• [YOUR TASK]: State only the count of lines in the listing below that hold "const".

• [PROVIDED ENTRIES]:
■ ■ ■

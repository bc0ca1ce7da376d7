#![deny(clippy::unwrap_used)]

use anyhow::Context;
use log_error::LogError;
use serde::de::IntoDeserializer;
use serde::Deserialize;

pub mod access;
pub mod control;
pub mod dashboard;

pub const DEFAULT_API_BASE_URL: &str = "http://localhost:3333";
pub const DEFAULT_WHATSAPP_NUMBER: &str = "559392385511";

/// Process-wide configuration, read once at startup from the environment
/// (after `.env` has been loaded).
#[derive(Debug, Clone)]
pub struct Settings {
    pub api_base_url: String,
    pub bind_addr: String,
    pub port: u16,
    pub whatsapp_number: String,
}

impl Settings {
    pub fn from_env() -> Self {
        Self {
            api_base_url: non_empty_var("API_BASE_URL")
                .unwrap_or_else(|| DEFAULT_API_BASE_URL.to_string()),
            bind_addr: non_empty_var("BIND_ADDR").unwrap_or_else(|| "0.0.0.0".to_string()),
            port: non_empty_var("PORT")
                .map(|p| p.parse::<u16>().context("PORT must be a port number"))
                .transpose()
                .log_error("Unable to read PORT")
                .flatten()
                .unwrap_or(8080),
            whatsapp_number: non_empty_var("WHATSAPP_NUMBER")
                .map(|n| n.chars().filter(char::is_ascii_digit).collect())
                .unwrap_or_else(|| DEFAULT_WHATSAPP_NUMBER.to_string()),
        }
    }
}

fn non_empty_var(key: &str) -> Option<String> {
    envmnt::get_parse::<_, String, _>(key)
        .ok()
        .map(|v| v.trim().to_string())
        .filter(|v| !v.is_empty())
}

/// Query and form fields that browsers send as `""` when left blank.
pub fn empty_string_as_none<'de, D, T>(de: D) -> Result<Option<T>, D::Error>
where
    D: serde::Deserializer<'de>,
    T: serde::Deserialize<'de>,
{
    let opt = Option::<String>::deserialize(de)?;
    match opt.as_deref().map(str::trim) {
        None | Some("") => Ok(None),
        Some(s) => T::deserialize(s.into_deserializer()).map(Some),
    }
}

pub fn empty_string_as_none_parse<'de, D, T>(de: D) -> Result<Option<T>, D::Error>
where
    D: serde::Deserializer<'de>,
    T: std::str::FromStr,
    <T as std::str::FromStr>::Err: std::fmt::Debug,
{
    let opt = Option::<String>::deserialize(de)?;
    match opt.as_deref().map(str::trim) {
        None | Some("") => Ok(None),
        Some(s) => s
            .parse()
            .map_err(|err| serde::de::Error::custom(format!("{err:?}")))
            .map(Some),
    }
}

■ ■ ■

• [TASK RESPONSE]: 2